[Records provided]
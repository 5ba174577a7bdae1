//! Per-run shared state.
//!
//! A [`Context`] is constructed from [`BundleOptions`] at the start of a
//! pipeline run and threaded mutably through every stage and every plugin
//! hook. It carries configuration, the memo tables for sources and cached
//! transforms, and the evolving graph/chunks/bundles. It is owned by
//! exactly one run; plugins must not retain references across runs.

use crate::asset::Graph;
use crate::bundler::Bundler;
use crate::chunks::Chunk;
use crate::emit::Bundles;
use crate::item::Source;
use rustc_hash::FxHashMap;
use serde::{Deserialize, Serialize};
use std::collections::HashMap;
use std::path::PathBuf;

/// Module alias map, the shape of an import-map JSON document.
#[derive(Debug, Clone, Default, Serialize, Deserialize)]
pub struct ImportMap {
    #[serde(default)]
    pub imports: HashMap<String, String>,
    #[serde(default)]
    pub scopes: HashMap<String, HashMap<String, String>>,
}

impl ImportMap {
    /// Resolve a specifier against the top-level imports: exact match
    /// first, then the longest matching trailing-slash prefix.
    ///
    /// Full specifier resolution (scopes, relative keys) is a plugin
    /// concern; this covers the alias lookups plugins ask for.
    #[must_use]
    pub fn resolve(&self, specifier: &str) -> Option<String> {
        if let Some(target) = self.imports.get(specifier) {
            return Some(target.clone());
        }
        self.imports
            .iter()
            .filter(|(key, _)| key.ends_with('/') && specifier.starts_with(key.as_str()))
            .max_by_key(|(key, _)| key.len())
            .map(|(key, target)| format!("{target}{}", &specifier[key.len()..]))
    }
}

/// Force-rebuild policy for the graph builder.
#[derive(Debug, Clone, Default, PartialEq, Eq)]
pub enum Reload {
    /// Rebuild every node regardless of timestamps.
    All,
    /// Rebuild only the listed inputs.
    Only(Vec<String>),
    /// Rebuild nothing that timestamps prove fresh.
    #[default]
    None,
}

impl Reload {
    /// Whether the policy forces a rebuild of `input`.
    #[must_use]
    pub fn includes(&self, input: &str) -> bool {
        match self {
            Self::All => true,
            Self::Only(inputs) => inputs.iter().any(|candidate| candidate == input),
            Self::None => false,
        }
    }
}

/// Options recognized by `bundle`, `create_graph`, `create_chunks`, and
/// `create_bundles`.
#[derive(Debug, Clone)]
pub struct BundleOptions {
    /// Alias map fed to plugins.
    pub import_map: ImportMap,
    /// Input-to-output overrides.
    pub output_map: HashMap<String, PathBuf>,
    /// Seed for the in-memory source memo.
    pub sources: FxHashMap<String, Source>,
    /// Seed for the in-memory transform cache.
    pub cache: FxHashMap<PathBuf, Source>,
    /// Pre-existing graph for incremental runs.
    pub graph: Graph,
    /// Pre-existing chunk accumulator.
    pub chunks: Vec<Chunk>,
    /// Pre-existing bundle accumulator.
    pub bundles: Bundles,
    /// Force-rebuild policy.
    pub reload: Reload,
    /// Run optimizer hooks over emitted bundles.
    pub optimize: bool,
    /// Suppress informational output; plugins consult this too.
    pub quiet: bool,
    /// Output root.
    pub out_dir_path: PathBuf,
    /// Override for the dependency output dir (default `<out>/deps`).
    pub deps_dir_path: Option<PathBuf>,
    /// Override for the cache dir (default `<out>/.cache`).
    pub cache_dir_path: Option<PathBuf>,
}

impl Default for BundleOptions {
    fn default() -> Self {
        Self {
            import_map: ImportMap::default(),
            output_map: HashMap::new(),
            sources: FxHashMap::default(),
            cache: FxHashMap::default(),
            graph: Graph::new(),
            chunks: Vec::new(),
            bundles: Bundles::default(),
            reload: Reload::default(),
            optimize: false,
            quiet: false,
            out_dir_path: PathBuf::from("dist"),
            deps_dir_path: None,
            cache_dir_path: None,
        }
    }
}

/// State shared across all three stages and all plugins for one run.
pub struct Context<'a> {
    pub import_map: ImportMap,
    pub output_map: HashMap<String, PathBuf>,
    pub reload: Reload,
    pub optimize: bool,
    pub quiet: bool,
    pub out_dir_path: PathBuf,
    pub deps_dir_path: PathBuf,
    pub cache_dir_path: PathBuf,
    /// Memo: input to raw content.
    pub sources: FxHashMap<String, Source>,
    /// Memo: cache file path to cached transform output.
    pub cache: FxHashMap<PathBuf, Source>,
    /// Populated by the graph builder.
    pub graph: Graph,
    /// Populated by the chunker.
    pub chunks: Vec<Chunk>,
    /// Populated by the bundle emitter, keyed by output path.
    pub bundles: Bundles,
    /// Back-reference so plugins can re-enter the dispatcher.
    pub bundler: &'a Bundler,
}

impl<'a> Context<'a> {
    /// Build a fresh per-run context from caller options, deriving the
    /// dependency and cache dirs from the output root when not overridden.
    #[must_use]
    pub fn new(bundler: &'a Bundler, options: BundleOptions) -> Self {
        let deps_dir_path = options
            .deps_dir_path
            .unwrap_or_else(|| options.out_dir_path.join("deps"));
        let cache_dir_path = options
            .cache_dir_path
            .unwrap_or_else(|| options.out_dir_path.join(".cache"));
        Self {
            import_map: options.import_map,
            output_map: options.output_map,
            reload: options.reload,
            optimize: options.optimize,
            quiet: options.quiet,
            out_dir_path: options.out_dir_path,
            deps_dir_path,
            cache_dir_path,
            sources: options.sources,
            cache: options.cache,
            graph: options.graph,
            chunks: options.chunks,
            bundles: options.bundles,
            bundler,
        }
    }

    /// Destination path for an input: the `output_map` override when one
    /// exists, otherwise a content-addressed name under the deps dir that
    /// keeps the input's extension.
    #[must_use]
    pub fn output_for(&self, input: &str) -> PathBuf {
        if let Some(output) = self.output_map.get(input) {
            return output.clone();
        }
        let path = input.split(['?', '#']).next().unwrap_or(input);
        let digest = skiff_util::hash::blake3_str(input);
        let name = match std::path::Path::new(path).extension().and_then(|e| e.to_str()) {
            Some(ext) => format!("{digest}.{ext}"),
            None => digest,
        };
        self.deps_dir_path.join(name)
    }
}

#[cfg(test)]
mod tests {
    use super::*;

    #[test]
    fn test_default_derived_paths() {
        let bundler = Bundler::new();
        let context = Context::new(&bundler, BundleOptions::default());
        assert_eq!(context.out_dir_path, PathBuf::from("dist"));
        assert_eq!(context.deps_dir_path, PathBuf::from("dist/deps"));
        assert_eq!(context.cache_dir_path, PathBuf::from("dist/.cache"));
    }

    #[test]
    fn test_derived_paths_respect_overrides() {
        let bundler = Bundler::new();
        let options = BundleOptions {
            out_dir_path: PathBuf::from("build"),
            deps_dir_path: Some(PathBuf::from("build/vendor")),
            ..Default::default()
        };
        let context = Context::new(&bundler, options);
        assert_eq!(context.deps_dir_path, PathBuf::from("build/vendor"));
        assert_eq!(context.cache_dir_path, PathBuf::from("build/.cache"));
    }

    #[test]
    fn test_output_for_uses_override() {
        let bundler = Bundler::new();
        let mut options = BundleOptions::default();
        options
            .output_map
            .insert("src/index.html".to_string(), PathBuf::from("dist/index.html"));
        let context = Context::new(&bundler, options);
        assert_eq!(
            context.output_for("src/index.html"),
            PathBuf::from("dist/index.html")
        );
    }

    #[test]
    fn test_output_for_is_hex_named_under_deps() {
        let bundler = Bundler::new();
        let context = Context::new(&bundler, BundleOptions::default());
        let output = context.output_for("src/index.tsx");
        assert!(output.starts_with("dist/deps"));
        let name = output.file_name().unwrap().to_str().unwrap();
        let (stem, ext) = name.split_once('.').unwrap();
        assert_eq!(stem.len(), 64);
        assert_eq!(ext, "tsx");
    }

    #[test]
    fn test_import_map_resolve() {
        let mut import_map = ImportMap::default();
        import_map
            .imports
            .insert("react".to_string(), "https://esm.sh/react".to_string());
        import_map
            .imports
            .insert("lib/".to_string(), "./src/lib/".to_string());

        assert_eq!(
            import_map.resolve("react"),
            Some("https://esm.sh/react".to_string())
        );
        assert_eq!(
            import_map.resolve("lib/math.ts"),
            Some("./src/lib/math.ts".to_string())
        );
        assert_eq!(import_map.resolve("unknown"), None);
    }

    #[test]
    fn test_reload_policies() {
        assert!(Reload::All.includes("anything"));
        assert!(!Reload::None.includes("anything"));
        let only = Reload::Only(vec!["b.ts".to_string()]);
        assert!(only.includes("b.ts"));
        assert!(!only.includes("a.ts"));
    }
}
---
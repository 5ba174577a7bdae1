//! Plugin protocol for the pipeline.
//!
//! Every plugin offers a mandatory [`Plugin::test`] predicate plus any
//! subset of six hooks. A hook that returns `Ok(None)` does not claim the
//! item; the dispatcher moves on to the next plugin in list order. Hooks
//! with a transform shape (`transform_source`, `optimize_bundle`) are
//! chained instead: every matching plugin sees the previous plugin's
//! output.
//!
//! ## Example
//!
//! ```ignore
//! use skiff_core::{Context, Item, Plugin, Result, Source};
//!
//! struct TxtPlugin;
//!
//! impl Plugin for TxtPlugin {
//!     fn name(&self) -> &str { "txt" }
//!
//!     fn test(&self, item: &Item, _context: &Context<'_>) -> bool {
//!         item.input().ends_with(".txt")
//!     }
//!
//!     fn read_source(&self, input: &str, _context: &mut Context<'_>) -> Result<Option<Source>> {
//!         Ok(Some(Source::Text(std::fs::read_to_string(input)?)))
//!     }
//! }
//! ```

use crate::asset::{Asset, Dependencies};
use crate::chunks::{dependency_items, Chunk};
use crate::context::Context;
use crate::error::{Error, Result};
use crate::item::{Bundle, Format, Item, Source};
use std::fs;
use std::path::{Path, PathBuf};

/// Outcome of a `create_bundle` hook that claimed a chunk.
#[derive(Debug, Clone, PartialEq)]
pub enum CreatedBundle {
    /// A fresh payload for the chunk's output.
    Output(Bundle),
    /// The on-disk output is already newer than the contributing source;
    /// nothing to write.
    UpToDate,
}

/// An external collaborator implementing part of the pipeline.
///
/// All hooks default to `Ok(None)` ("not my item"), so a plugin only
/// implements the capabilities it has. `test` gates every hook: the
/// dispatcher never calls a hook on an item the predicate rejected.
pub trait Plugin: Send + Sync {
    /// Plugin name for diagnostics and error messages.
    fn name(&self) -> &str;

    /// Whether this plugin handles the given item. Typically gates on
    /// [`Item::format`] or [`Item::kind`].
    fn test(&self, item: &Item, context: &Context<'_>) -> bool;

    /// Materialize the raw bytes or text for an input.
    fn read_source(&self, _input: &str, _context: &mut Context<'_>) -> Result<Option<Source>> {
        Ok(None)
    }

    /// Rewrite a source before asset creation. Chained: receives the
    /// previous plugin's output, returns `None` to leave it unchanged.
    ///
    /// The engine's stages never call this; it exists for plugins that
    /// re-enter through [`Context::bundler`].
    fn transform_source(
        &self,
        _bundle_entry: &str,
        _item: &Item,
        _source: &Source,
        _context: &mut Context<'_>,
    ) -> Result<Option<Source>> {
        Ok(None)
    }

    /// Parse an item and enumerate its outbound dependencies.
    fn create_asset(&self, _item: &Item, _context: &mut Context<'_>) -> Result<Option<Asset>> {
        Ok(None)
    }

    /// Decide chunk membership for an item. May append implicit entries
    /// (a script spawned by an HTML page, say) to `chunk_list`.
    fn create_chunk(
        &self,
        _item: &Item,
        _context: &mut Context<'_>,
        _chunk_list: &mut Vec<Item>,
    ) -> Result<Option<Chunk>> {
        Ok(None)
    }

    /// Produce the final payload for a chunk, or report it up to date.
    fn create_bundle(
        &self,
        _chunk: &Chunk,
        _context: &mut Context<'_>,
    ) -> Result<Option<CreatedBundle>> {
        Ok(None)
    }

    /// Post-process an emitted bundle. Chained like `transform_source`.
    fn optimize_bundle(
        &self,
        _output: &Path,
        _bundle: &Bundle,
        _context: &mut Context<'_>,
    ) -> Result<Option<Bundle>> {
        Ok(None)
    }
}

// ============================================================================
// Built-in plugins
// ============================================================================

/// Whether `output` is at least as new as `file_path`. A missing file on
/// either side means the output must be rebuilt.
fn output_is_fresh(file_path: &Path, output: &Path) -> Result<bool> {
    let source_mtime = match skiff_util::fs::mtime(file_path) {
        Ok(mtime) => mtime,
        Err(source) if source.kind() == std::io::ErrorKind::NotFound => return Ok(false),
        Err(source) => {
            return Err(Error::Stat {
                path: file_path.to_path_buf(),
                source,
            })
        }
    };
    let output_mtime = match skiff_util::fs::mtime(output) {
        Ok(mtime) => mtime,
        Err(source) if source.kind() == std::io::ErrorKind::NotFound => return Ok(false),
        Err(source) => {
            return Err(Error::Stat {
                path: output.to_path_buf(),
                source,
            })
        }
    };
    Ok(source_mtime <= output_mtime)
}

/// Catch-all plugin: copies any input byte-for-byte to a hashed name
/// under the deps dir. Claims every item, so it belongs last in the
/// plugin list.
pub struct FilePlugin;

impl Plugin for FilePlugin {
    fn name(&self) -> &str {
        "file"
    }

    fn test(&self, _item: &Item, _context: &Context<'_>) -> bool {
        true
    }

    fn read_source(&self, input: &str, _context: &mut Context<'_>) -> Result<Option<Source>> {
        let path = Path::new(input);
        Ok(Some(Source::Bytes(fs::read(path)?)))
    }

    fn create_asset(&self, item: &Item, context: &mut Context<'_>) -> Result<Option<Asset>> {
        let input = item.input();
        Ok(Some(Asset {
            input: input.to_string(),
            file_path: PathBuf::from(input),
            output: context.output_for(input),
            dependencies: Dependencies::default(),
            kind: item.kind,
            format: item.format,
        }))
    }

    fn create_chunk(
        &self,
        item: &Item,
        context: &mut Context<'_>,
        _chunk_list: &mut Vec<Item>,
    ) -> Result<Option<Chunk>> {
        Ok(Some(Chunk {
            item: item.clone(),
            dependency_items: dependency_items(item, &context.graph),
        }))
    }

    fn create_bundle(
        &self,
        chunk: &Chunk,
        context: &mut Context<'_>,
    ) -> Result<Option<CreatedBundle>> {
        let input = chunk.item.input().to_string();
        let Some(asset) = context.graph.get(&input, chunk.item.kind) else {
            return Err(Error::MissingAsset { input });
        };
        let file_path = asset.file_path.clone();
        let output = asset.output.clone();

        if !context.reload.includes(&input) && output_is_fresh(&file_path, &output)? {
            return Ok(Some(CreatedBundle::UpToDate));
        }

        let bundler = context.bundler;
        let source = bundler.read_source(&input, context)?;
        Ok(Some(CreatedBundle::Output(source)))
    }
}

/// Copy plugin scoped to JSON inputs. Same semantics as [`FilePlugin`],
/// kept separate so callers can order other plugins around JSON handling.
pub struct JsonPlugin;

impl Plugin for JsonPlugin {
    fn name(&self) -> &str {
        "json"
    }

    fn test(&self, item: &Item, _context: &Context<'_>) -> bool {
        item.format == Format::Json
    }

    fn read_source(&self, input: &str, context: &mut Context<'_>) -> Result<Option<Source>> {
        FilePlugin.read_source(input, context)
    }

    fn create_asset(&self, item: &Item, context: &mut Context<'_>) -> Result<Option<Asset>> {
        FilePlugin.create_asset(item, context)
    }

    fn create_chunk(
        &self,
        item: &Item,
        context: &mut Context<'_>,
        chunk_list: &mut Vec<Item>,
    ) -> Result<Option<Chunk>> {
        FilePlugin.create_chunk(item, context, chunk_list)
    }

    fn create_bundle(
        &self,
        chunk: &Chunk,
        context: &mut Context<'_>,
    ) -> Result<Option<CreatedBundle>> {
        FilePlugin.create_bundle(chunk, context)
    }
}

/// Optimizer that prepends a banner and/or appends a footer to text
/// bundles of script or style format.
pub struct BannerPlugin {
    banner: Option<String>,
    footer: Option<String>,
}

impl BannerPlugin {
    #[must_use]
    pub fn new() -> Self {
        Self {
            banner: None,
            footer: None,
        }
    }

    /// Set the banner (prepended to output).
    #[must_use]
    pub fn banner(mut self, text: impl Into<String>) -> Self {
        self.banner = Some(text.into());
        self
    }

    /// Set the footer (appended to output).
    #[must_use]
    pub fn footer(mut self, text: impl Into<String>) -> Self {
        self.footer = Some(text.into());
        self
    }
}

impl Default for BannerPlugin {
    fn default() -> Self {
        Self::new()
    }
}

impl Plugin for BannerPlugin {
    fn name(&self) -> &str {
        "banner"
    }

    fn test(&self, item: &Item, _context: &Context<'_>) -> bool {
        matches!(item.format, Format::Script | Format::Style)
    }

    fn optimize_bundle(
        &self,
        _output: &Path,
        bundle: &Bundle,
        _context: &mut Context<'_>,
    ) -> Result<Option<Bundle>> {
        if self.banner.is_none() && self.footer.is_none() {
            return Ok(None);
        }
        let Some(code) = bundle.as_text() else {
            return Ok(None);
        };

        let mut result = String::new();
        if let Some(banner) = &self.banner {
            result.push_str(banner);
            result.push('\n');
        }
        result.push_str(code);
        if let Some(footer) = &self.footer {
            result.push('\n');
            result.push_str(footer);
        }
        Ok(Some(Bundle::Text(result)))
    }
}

[About this task] How many of the listing's lines contain "FilePlugin"? Respond with a single number and nothing else.

[Written response] 7